Horizontal Fragmentation (Sharding)

Split rows across nodes based on a partitioning key.

Users table, shard by user_id:
  Shard 1 (Node A): user_id 1-1000
  Shard 2 (Node B): user_id 1001-2000
  Shard 3 (Node C): user_id 2001-3000

Partitioning strategies:

  • Range: Partition by key range (1-1000, 1001-2000). Good for range queries. Risk of hotspots (recent data on one shard).
  • Hash: Partition by hash(key) mod N. Even distribution. Range queries span all shards.
  • Directory: A lookup table maps each key to a shard. Flexible but adds indirection.

Vertical Fragmentation

Split columns across nodes. Frequently-accessed columns on fast storage, rarely-used columns on cheaper storage.

Node A: users(id, name, email)        — hot data
Node B: users(id, bio, preferences)   — cold data

Hybrid Fragmentation

Combine horizontal and vertical fragmentation.

Data Replication

Why Replicate?

  • Availability: If one node fails, others can serve requests.
  • Read scalability: Spread reads across replicas.
  • Latency: Place replicas near users (geo-replication).

Synchronous Replication

Write is acknowledged only after all replicas confirm. Strong consistency but slow (wait for the slowest replica).

Client → Primary → [Write to Replica 1] + [Write to Replica 2]
                   ← ACK from both replicas
       ← ACK to client

Asynchronous Replication

Write is acknowledged after primary writes. Replicas updated later. Fast but risk of data loss (if primary fails before replication).

Client → Primary → ACK to client (immediately)
                → Background replication to Replica 1, Replica 2

Replication lag: Replicas may be seconds (or more) behind the primary. Reading from a replica may return stale data.

Semi-Synchronous

Primary waits for at least one replica to confirm. Balance of speed and safety.
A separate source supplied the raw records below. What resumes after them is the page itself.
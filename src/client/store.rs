// ABOUTME: Key-value store abstraction behind the sequence allocator and the unacked window
// ABOUTME: Redis semantics for counters, locks with TTL and lists; in-memory and Redis backends

use async_trait::async_trait;
use std::collections::{HashMap, VecDeque};
use std::sync::{Mutex, MutexGuard, PoisonError};
use std::time::Duration;
use thiserror::Error;
use tokio::time::Instant;

/// Store errors
#[derive(Debug, Error)]
pub enum StoreError {
    /// The key holds a value of another type (Redis WRONGTYPE)
    #[error("Key {key} does not hold {expected}")]
    WrongType { key: String, expected: &'static str },

    /// Backend failure (connection refused, protocol error, ...)
    #[error("Backend error: {0}")]
    Backend(String),

    #[cfg(feature = "redis-backend")]
    #[error("Redis error: {0}")]
    Redis(#[from] redis::RedisError),
}

/// The primitives the session needs from a shared key-value service.
///
/// Semantics follow Redis: `incr` on a missing key starts at 1, `ttl`
/// returns -2 for a missing key and -1 for a key without expiry, and the
/// list operations push at the head and remove by value.
#[async_trait]
pub trait KeyValueStore: Send + Sync {
    async fn incr(&self, key: &str) -> Result<i64, StoreError>;

    async fn get(&self, key: &str) -> Result<Option<String>, StoreError>;

    async fn set(&self, key: &str, value: &str) -> Result<(), StoreError>;

    /// Returns whether the key existed
    async fn delete(&self, key: &str) -> Result<bool, StoreError>;

    /// Set only when the key is missing; returns whether it was set
    async fn setnx(&self, key: &str, value: &str) -> Result<bool, StoreError>;

    /// Returns false when the key does not exist
    async fn expire(&self, key: &str, seconds: u64) -> Result<bool, StoreError>;

    async fn ttl(&self, key: &str) -> Result<i64, StoreError>;

    /// Push onto the head of a list, returning the new length
    async fn lpush(&self, key: &str, value: &str) -> Result<usize, StoreError>;

    /// Remove up to `count` occurrences of `value`: from the head when
    /// positive, from the tail when negative, all of them when zero
    async fn lrem(&self, key: &str, count: isize, value: &str) -> Result<usize, StoreError>;

    async fn llen(&self, key: &str) -> Result<usize, StoreError>;
}

#[derive(Debug)]
enum Value {
    Str(String),
    List(VecDeque<String>),
}

#[derive(Debug)]
struct Entry {
    value: Value,
    expires_at: Option<Instant>,
}

/// Process-local store for a single ESME or for tests.
///
/// Expiry uses tokio's clock so paused-time tests can drive lock TTLs.
#[derive(Debug, Default)]
pub struct MemoryStore {
    entries: Mutex<HashMap<String, Entry>>,
}

impl MemoryStore {
    pub fn new() -> Self {
        Self::default()
    }

    /// Lock the map and drop every entry whose expiry has passed.
    fn live(&self) -> MutexGuard<'_, HashMap<String, Entry>> {
        let mut entries = self.entries.lock().unwrap_or_else(PoisonError::into_inner);
        let now = Instant::now();
        entries.retain(|_, entry| entry.expires_at.is_none_or(|at| at > now));
        entries
    }

    fn wrong_type(key: &str, expected: &'static str) -> StoreError {
        StoreError::WrongType {
            key: key.to_string(),
            expected,
        }
    }
}

#[async_trait]
impl KeyValueStore for MemoryStore {
    async fn incr(&self, key: &str) -> Result<i64, StoreError> {
        let mut entries = self.live();
        let entry = entries.entry(key.to_string()).or_insert(Entry {
            value: Value::Str("0".to_string()),
            expires_at: None,
        });
        let Value::Str(current) = &mut entry.value else {
            return Err(Self::wrong_type(key, "an integer"));
        };
        let next = current
            .parse::<i64>()
            .map_err(|_| Self::wrong_type(key, "an integer"))?
            + 1;
        *current = next.to_string();
        Ok(next)
    }

    async fn get(&self, key: &str) -> Result<Option<String>, StoreError> {
        match self.live().get(key) {
            None => Ok(None),
            Some(Entry {
                value: Value::Str(value),
                ..
            }) => Ok(Some(value.clone())),
            Some(_) => Err(Self::wrong_type(key, "a string")),
        }
    }

    async fn set(&self, key: &str, value: &str) -> Result<(), StoreError> {
        self.live().insert(
            key.to_string(),
            Entry {
                value: Value::Str(value.to_string()),
                expires_at: None,
            },
        );
        Ok(())
    }

    async fn delete(&self, key: &str) -> Result<bool, StoreError> {
        Ok(self.live().remove(key).is_some())
    }

    async fn setnx(&self, key: &str, value: &str) -> Result<bool, StoreError> {
        let mut entries = self.live();
        if entries.contains_key(key) {
            return Ok(false);
        }
        entries.insert(
            key.to_string(),
            Entry {
                value: Value::Str(value.to_string()),
                expires_at: None,
            },
        );
        Ok(true)
    }

    async fn expire(&self, key: &str, seconds: u64) -> Result<bool, StoreError> {
        match self.live().get_mut(key) {
            Some(entry) => {
                entry.expires_at = Some(Instant::now() + Duration::from_secs(seconds));
                Ok(true)
            }
            None => Ok(false),
        }
    }

    async fn ttl(&self, key: &str) -> Result<i64, StoreError> {
        Ok(match self.live().get(key) {
            None => -2,
            Some(Entry {
                expires_at: None, ..
            }) => -1,
            Some(Entry {
                expires_at: Some(at),
                ..
            }) => {
                // Rounded to the nearest second, as Redis does
                let remaining = at.saturating_duration_since(Instant::now()).as_millis();
                ((remaining + 500) / 1000) as i64
            }
        })
    }

    async fn lpush(&self, key: &str, value: &str) -> Result<usize, StoreError> {
        let mut entries = self.live();
        let entry = entries.entry(key.to_string()).or_insert(Entry {
            value: Value::List(VecDeque::new()),
            expires_at: None,
        });
        let Value::List(list) = &mut entry.value else {
            return Err(Self::wrong_type(key, "a list"));
        };
        list.push_front(value.to_string());
        Ok(list.len())
    }

    async fn lrem(&self, key: &str, count: isize, value: &str) -> Result<usize, StoreError> {
        let mut entries = self.live();
        let Some(entry) = entries.get_mut(key) else {
            return Ok(0);
        };
        let Value::List(list) = &mut entry.value else {
            return Err(Self::wrong_type(key, "a list"));
        };

        let limit = if count == 0 {
            usize::MAX
        } else {
            count.unsigned_abs()
        };
        let mut positions: Vec<usize> = if count >= 0 {
            (0..list.len())
                .filter(|&i| list[i] == value)
                .take(limit)
                .collect()
        } else {
            (0..list.len())
                .rev()
                .filter(|&i| list[i] == value)
                .take(limit)
                .collect()
        };

        positions.sort_unstable_by(|a, b| b.cmp(a));
        for i in &positions {
            list.remove(*i);
        }
        let removed = positions.len();
        if list.is_empty() {
            entries.remove(key);
        }
        Ok(removed)
    }

    async fn llen(&self, key: &str) -> Result<usize, StoreError> {
        match self.live().get(key) {
            None => Ok(0),
            Some(Entry {
                value: Value::List(list),
                ..
            }) => Ok(list.len()),
            Some(_) => Err(Self::wrong_type(key, "a list")),
        }
    }
}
Distributed Query Processing

Query Routing

Client-side routing: Client knows the partition map and sends queries directly to the right shard.

Proxy/coordinator: A middle layer routes queries (e.g., Vitess for MySQL, pgBouncer/Citus for PostgreSQL).

Cross-Shard Queries

Queries spanning multiple shards require scatter-gather:

SELECT COUNT(*) FROM users WHERE age > 25:
  → Send to Shard 1: COUNT(*) WHERE age > 25 → 342
  → Send to Shard 2: COUNT(*) WHERE age > 25 → 521
  → Send to Shard 3: COUNT(*) WHERE age > 25 → 187
  → Coordinator: SUM = 1050

Distributed joins: Cross-shard joins are expensive (data must be shuffled). Design schemas to minimize cross-shard queries (co-locate related data on the same shard).

Distributed Transactions

Two-Phase Commit (2PC)

Coordinator orchestrates the commit across participants.

Phase 1 (Prepare/Vote):

Coordinator → all participants: "Prepare to commit"
Participant 1: writes WAL, locks resources → votes YES
Participant 2: writes WAL, locks resources → votes YES

Phase 2 (Commit/Abort):

If all voted YES:
  Coordinator → all: "COMMIT" → participants commit and release locks
If any voted NO:
  Coordinator → all: "ABORT" → participants rollback and release locks

Problem: Blocking. If the coordinator crashes after Phase 1, participants are stuck holding locks (waiting for the coordinator's decision). Recovery requires logging the coordinator's decision.

Three-Phase Commit (3PC)

Adds a pre-commit phase between vote and commit. Reduces blocking but still has edge cases and is rarely used in practice.

Saga Pattern

For long-running distributed transactions in microservices:

Instead of one big transaction, execute a sequence of local transactions. If one fails, execute compensating transactions to undo the earlier steps.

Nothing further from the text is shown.